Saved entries
☆ ☆ ☆ ☆ ☆
#[cfg(test)]
mod tests {
    use super::*;
    use crate::modules::storage::model::StorageConfig;
    use crate::test::InMemoryStore;

    type Svc = MessageService<InMemoryStore, InMemoryStore, InMemoryStore, InMemoryStore>;

    fn service(store: &Arc<InMemoryStore>) -> Svc {
        MessageService::with_dependencies(
            store.clone(),
            store.clone(),
            store.clone(),
            store.clone(),
            Arc::new(AttachmentStorage::new(StorageConfig::default())),
            None,
        )
    }

    #[tokio::test]
    async fn send_then_fetch_round_trip() {
        let store = InMemoryStore::new();
        let alice = store.seed_user("alice");
        let bob = store.seed_user("bob");
        let conversation = store.seed_conversation(&[alice, bob]);
        let svc = service(&store);

        let sent =
            svc.send(conversation, alice, "hello".to_string(), Vec::new()).await.unwrap();

        let page = svc.fetch_page(conversation, None, None).await.unwrap();
        assert_eq!(page.len(), 1);
        assert_eq!(page[0].message.id, sent.message.id);
        assert_eq!(page[0].message.content, "hello");
        assert_eq!(page[0].message.user_id, alice);
    }

    #[tokio::test]
    async fn send_rejects_blank_message_without_attachments() {
        let store = InMemoryStore::new();
        let alice = store.seed_user("alice");
        let conversation = store.seed_conversation(&[alice]);
        let svc = service(&store);

        let result = svc.send(conversation, alice, "   ".to_string(), Vec::new()).await;

        assert!(matches!(result, Err(error::SystemError::BadRequest(_))));
        // Validation failed before any row was written.
        assert!(store.messages.lock().unwrap().is_empty());
    }

    #[tokio::test]
    async fn send_rejects_non_participant() {
        let store = InMemoryStore::new();
        let alice = store.seed_user("alice");
        let outsider = store.seed_user("mallory");
        let conversation = store.seed_conversation(&[alice]);
        let svc = service(&store);

        let result = svc.send(conversation, outsider, "hi".to_string(), Vec::new()).await;

        assert!(matches!(result, Err(error::SystemError::Forbidden(_))));
    }

    #[tokio::test]
    async fn send_rejects_left_participant() {
        let store = InMemoryStore::new();
        let alice = store.seed_user("alice");
        let bob = store.seed_user("bob");
        let conversation = store.seed_conversation(&[alice, bob]);
        store.leave(conversation, bob);
        let svc = service(&store);

        let result = svc.send(conversation, bob, "hi".to_string(), Vec::new()).await;

        assert!(matches!(result, Err(error::SystemError::Forbidden(_))));
    }

    #[tokio::test]
    async fn send_upserts_sender_receipt() {
        let store = InMemoryStore::new();
        let alice = store.seed_user("alice");
        let conversation = store.seed_conversation(&[alice]);
        let svc = service(&store);

        let sent = svc.send(conversation, alice, "hello".to_string(), Vec::new()).await.unwrap();

        assert_eq!(sent.read_receipts.len(), 1);
        assert_eq!(sent.read_receipts[0].user_id, alice);
    }

    #[tokio::test]
    async fn fetch_page_orders_by_creation_time_not_insertion_order() {
        let store = InMemoryStore::new();
        let alice = store.seed_user("alice");
        let bob = store.seed_user("bob");
        let conversation = store.seed_conversation(&[alice, bob]);
        let svc = service(&store);

        let first = svc.send(conversation, alice, "first".to_string(), Vec::new()).await.unwrap();
        let second = svc.send(conversation, bob, "second".to_string(), Vec::new()).await.unwrap();

        // Backdate the later insert below the earlier one.
        store.shift_message_time(second.message.id, -10_000_000);

        let page = svc.fetch_page(conversation, None, None).await.unwrap();
        assert_eq!(page.len(), 2);
        assert_eq!(page[0].message.id, second.message.id);
        assert_eq!(page[1].message.id, first.message.id);
    }

    #[tokio::test]
    async fn fetch_page_windows_with_offset() {
        let store = InMemoryStore::new();
        let alice = store.seed_user("alice");
        let conversation = store.seed_conversation(&[alice]);
        let svc = service(&store);

        for content in ["one", "two", "three"] {
            svc.send(conversation, alice, content.to_string(), Vec::new()).await.unwrap();
        }

        let page = svc.fetch_page(conversation, Some(2), Some(1)).await.unwrap();
        assert_eq!(page.len(), 2);
        assert_eq!(page[0].message.content, "two");
        assert_eq!(page[1].message.content, "three");
    }

    #[tokio::test]
    async fn delete_requires_author() {
        let store = InMemoryStore::new();
        let alice = store.seed_user("alice");
        let bob = store.seed_user("bob");
        let conversation = store.seed_conversation(&[alice, bob]);
        let svc = service(&store);

        let sent = svc.send(conversation, alice, "mine".to_string(), Vec::new()).await.unwrap();

        let result = svc.delete(sent.message.id, bob).await;
        assert!(matches!(result, Err(error::SystemError::Forbidden(_))));

        // Row intact after the rejected delete.
        let page = svc.fetch_page(conversation, None, None).await.unwrap();
        assert_eq!(page.len(), 1);
    }

    #[tokio::test]
    async fn delete_removes_own_message() {
        let store = InMemoryStore::new();
        let alice = store.seed_user("alice");
        let conversation = store.seed_conversation(&[alice]);
        let svc = service(&store);

        let sent = svc.send(conversation, alice, "mine".to_string(), Vec::new()).await.unwrap();
        svc.delete(sent.message.id, alice).await.unwrap();

        assert!(svc.fetch_page(conversation, None, None).await.unwrap().is_empty());
        // A stale reference now fetches nothing, which callers tolerate.
        assert!(svc
            .fetch_one_with_relations(conversation, sent.message.id)
            .await
            .unwrap()
            .is_none());
    }

    #[tokio::test]
    async fn mark_read_upserts_single_receipt() {
        let store = InMemoryStore::new();
        let alice = store.seed_user("alice");
        let bob = store.seed_user("bob");
        let conversation = store.seed_conversation(&[alice, bob]);
        let svc = service(&store);

        let sent = svc.send(conversation, alice, "hello".to_string(), Vec::new()).await.unwrap();

        svc.mark_read(sent.message.id, bob).await.unwrap();
        svc.mark_read(sent.message.id, bob).await.unwrap();

        let page = svc.fetch_page(conversation, None, None).await.unwrap();
        let receipts: Vec<_> =
            page[0].read_receipts.iter().filter(|r| r.user_id == bob).collect();
        assert_eq!(receipts.len(), 1);
    }

    #[tokio::test]
    async fn reactions_round_trip_and_dedupe() {
        let store = InMemoryStore::new();
        let alice = store.seed_user("alice");
        let conversation = store.seed_conversation(&[alice]);
        let svc = service(&store);

        let sent = svc.send(conversation, alice, "hello".to_string(), Vec::new()).await.unwrap();

        svc.add_reaction(sent.message.id, alice, "👍").await.unwrap();
        svc.add_reaction(sent.message.id, alice, "👍").await.unwrap();

        let page = svc.fetch_page(conversation, None, None).await.unwrap();
        assert_eq!(page[0].reactions.len(), 1);

        svc.remove_reaction(sent.message.id, alice, "👍").await.unwrap();
        let page = svc.fetch_page(conversation, None, None).await.unwrap();
        assert!(page[0].reactions.is_empty());
    }
}
use serde::{Deserialize, Serialize};
use sqlx::prelude::FromRow;
use uuid::Uuid;
use validator::Validate;

use crate::modules::conversation::schema::ParticipantRole;

/// Flat row shape of the listing query before it is split into the nested
/// response types.
#[derive(FromRow)]
pub struct ConversationRaw {
    pub id: Uuid,
    pub title: Option<String>,
    pub is_group: bool,
    pub metadata: Option<serde_json::Value>,
    pub created_at: chrono::DateTime<chrono::Utc>,
    pub updated_at: chrono::DateTime<chrono::Utc>,

    pub last_message_id: Option<Uuid>,
    pub last_content: Option<String>,
    pub last_user_id: Option<Uuid>,
    pub last_created_at: Option<chrono::DateTime<chrono::Utc>>,

    pub unread_count: i64,
}

/// Snapshot of the newest message, derived per query from the messages
/// table. The message table stays the source of truth.
#[derive(Debug, Clone, Serialize, Deserialize)]
pub struct LastMessageRow {
    pub message_id: Uuid,
    pub content: String,
    pub user_id: Uuid,
    pub created_at: chrono::DateTime<chrono::Utc>,
}

#[derive(Debug, Clone, FromRow, Serialize, Deserialize)]
pub struct ParticipantRow {
    pub user_id: Uuid,
    pub email: String,
    pub display_name: String,
    pub avatar_url: Option<String>,
    pub role: ParticipantRole,
    pub last_read_message_id: Option<Uuid>,
    pub joined_at: chrono::DateTime<chrono::Utc>,
}

#[derive(Debug, Clone, FromRow)]
pub struct ParticipantDetailWithConversation {
    pub conversation_id: Uuid,
    pub user_id: Uuid,
    pub email: String,
    pub display_name: String,
    pub avatar_url: Option<String>,
    pub role: ParticipantRole,
    pub last_read_message_id: Option<Uuid>,
    pub joined_at: chrono::DateTime<chrono::Utc>,
}

/// Listing row without participants; the service stitches those on.
#[derive(Debug, Clone)]
pub struct ConversationRow {
    pub conversation_id: Uuid,
    pub title: Option<String>,
    pub is_group: bool,
    pub metadata: Option<serde_json::Value>,
    pub last_message: Option<LastMessageRow>,
    pub unread_count: i64,
    pub created_at: chrono::DateTime<chrono::Utc>,
    pub updated_at: chrono::DateTime<chrono::Utc>,
}

impl From<ConversationRaw> for ConversationRow {
    fn from(r: ConversationRaw) -> Self {
        let last_message = match (r.last_message_id, r.last_content, r.last_user_id, r.last_created_at)
        {
            (Some(message_id), Some(content), Some(user_id), Some(created_at)) => {
                Some(LastMessageRow { message_id, content, user_id, created_at })
            }
            _ => None,
        };

        ConversationRow {
            conversation_id: r.id,
            title: r.title,
            is_group: r.is_group,
            metadata: r.metadata,
            last_message,
            unread_count: r.unread_count,
            created_at: r.created_at,
            updated_at: r.updated_at,
        }
    }
}

#[derive(Debug, Clone, Serialize)]
pub struct ConversationDetail {
    pub conversation_id: Uuid,
    pub title: Option<String>,
    /// Title when present, otherwise the other participants' names.
    pub display_name: String,
    pub is_group: bool,
    pub metadata: Option<serde_json::Value>,
    pub last_message: Option<LastMessageRow>,
    pub unread_count: i64,
    pub participants: Vec<ParticipantRow>,
    pub created_at: chrono::DateTime<chrono::Utc>,
    pub updated_at: chrono::DateTime<chrono::Utc>,
}

#[derive(Debug, Clone)]
pub struct NewConversation {
    pub title: Option<String>,
    pub is_group: bool,
    pub creator_id: Uuid,
    pub participant_ids: Vec<Uuid>,
}

#[derive(Debug, Clone, Deserialize, Validate)]
pub struct CreateConversationRequest {
    pub title: Option<String>,
    #[validate(length(min = 1))]
    pub participant_ids: Vec<Uuid>,
    #[serde(default)]
    pub is_group: bool,
}

#[derive(Debug, Clone, Deserialize, Validate)]
pub struct MarkConversationReadRequest {
    pub message_id: Uuid,
}
/// Realtime Server Actor
///
/// Tracks every WebSocket session, which user each session belongs to, and
/// which users have a feed open per conversation. Change events published by
/// the services are fanned out here to the subscribed sessions.
use actix::prelude::*;
use std::collections::{HashMap, HashSet};
use uuid::Uuid;

use super::events::*;
use super::session::RealtimeSession;

pub struct RealtimeServer {
    /// session_id -> session actor address
    sessions: HashMap<Uuid, Addr<RealtimeSession>>,

    /// user_id -> set of session_ids (multi-device)
    users: HashMap<Uuid, HashSet<Uuid>>,

    /// conversation_id -> set of user_ids with an open feed
    rooms: HashMap<Uuid, HashSet<Uuid>>,
}

impl RealtimeServer {
    pub fn new() -> Self {
        Self { sessions: HashMap::new(), users: HashMap::new(), rooms: HashMap::new() }
    }

    fn send_to_session(&self, session_id: &Uuid, notification: ChangeNotification) {
        if let Some(session_addr) = self.sessions.get(session_id) {
            session_addr.do_send(notification);
        }
    }
}

impl Actor for RealtimeServer {
    type Context = Context<Self>;

    fn started(&mut self, _ctx: &mut Self::Context) {
        tracing::info!("Realtime server started");
    }

    fn stopped(&mut self, _ctx: &mut Self::Context) {
        tracing::info!("Realtime server stopped");
    }
}

impl Handler<Connect> for RealtimeServer {
    type Result = ();

    fn handle(&mut self, msg: Connect, _: &mut Context<Self>) {
        tracing::debug!("New realtime session connected: {}", msg.id);

        self.sessions.insert(msg.id, msg.addr);
    }
}

impl Handler<Disconnect> for RealtimeServer {
    type Result = ();

    fn handle(&mut self, msg: Disconnect, _: &mut Context<Self>) {
        tracing::debug!("Realtime session disconnected: {}", msg.id);

        self.sessions.remove(&msg.id);

        // Find the user owning this session and drop the session from it.
        let mut user_to_remove: Option<Uuid> = None;
        for (&user_id, sessions) in self.users.iter_mut() {
            if sessions.remove(&msg.id) {
                if sessions.is_empty() {
                    user_to_remove = Some(user_id);
                }
                break;
            }
        }

        if let Some(user_id) = user_to_remove {
            self.users.remove(&user_id);

            for room_users in self.rooms.values_mut() {
                room_users.remove(&user_id);
            }
            self.rooms.retain(|_, users| !users.is_empty());

            tracing::info!(
                "User {} fully disconnected (no more sessions) and removed from all rooms",
                user_id
            );
        }
    }
}

impl Handler<Authenticate> for RealtimeServer {
    type Result = ();

    fn handle(&mut self, msg: Authenticate, _: &mut Context<Self>) {
        let sessions = self.users.entry(msg.user_id).or_default();
        sessions.insert(msg.session_id);

        tracing::info!(
            "User {} authenticated on session {} ({} active session(s))",
            msg.user_id,
            msg.session_id,
            sessions.len()
        );
    }
}

impl Handler<JoinRoom> for RealtimeServer {
    type Result = ();

    fn handle(&mut self, msg: JoinRoom, _: &mut Context<Self>) {
        self.rooms.entry(msg.conversation_id).or_default().insert(msg.user_id);

        tracing::info!(
            "User {} joined conversation {} ({} users in room)",
            msg.user_id,
            msg.conversation_id,
            self.rooms.get(&msg.conversation_id).map_or(0, HashSet::len)
        );
    }
}

impl Handler<LeaveRoom> for RealtimeServer {
    type Result = ();

    fn handle(&mut self, msg: LeaveRoom, _: &mut Context<Self>) {
        if let Some(room) = self.rooms.get_mut(&msg.conversation_id) {
            room.remove(&msg.user_id);

            tracing::debug!(
                "User {} left conversation {} ({} users remaining)",
                msg.user_id,
                msg.conversation_id,
                room.len()
            );

            if room.is_empty() {
                self.rooms.remove(&msg.conversation_id);
                tracing::debug!("Room {} empty, removed", msg.conversation_id);
            }
        }
    }
}

/// Fan a committed change out to every session with a feed open on the
/// conversation. The originator is included: sessions dedupe by id.
impl Handler<PublishChange> for RealtimeServer {
    type Result = ();

    fn handle(&mut self, msg: PublishChange, _: &mut Context<Self>) {
        if let Some(room_users) = self.rooms.get(&msg.conversation_id) {
            let mut sent_count = 0;

            for user_id in room_users {
                if let Some(session_ids) = self.users.get(user_id) {
                    for session_id in session_ids {
                        self.send_to_session(
                            session_id,
                            ChangeNotification {
                                conversation_id: msg.conversation_id,
                                change: msg.change.clone(),
                            },
                        );
                        sent_count += 1;
                    }
                }
            }

            tracing::debug!(
                "Published change to room {}: {} sessions",
                msg.conversation_id,
                sent_count
            );
        } else {
            tracing::debug!(
                "Change for conversation {} with no open feeds, dropped",
                msg.conversation_id
            );
        }
    }
}

impl Default for RealtimeServer {
    fn default() -> Self {
        Self::new()
    }
}
use actix_web::{web, FromRequest};
use futures_util::future::LocalBoxFuture;
use jsonwebtoken::{decode, encode, Algorithm, DecodingKey, EncodingKey, Header, Validation};
use serde::{Deserialize, Serialize};
use validator::Validate;

use crate::api::error;

/// Bearer claims issued by the hosted auth provider. Only verified here,
/// never issued: `sub` is the signed-in user's id.
#[derive(Debug, Clone, Serialize, Deserialize)]
pub struct Claims {
    pub sub: uuid::Uuid,
    pub iat: u64,
    pub exp: u64,
}

impl Claims {
    #[allow(unused)]
    pub fn new(sub: &uuid::Uuid, exp: u64) -> Self {
        let now = chrono::Utc::now().timestamp() as u64;
        Claims { sub: *sub, iat: now, exp: now + exp }
    }

    #[allow(unused)]
    pub fn encode(&self, secret: &[u8]) -> Result<String, error::SystemError> {
        let header = Header::new(Algorithm::HS256);
        let token = encode(&header, self, &EncodingKey::from_secret(secret))?;
        Ok(token)
    }

    pub fn decode(token: &str, secret: &[u8]) -> Result<Self, error::SystemError> {
        let mut validation = Validation::new(Algorithm::HS256);
        validation.validate_exp = true;
        validation.validate_nbf = false;
        let token_data = decode::<Self>(token, &DecodingKey::from_secret(secret), &validation)?;
        Ok(token_data.claims)
    }
}

pub struct ValidatedJson<T>(pub T);

impl<T> FromRequest for ValidatedJson<T>
where
    T: Validate + serde::de::DeserializeOwned + 'static,
{
    type Error = error::Error;
    type Future = LocalBoxFuture<'static, Result<Self, Self::Error>>;

    fn from_request(
        req: &actix_web::HttpRequest,
        payload: &mut actix_web::dev::Payload,
    ) -> Self::Future {
        let fut = web::Json::<T>::from_request(req, payload);

        Box::pin(async move {
            let json = fut.await.map_err(|e| error::Error::BadRequest(e.to_string().into()))?;
            let model = json.into_inner();
            model.validate().map_err(|e| error::Error::BadRequest(e.to_string().into()))?;
            Ok(ValidatedJson(model))
        })
    }
}

pub struct ValidatedQuery<T>(pub T);

impl<T> FromRequest for ValidatedQuery<T>
where
    T: Validate + serde::de::DeserializeOwned + 'static,
{
    type Error = error::Error;
    type Future = LocalBoxFuture<'static, Result<Self, Self::Error>>;

    fn from_request(
        req: &actix_web::HttpRequest,
        payload: &mut actix_web::dev::Payload,
    ) -> Self::Future {
        let fut = web::Query::<T>::from_request(req, payload);

        Box::pin(async move {
            let query = fut.await.map_err(|e| error::Error::BadRequest(e.to_string().into()))?;
            query.validate().map_err(|e| error::Error::BadRequest(e.to_string().into()))?;
            Ok(ValidatedQuery(query.into_inner()))
        })
    }
}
☆ ☆ ☆ ☆ ☆
_Your goal_. Determine how many lines of the records hold the word "which", giving only that number.

_Solution for this problem_. 3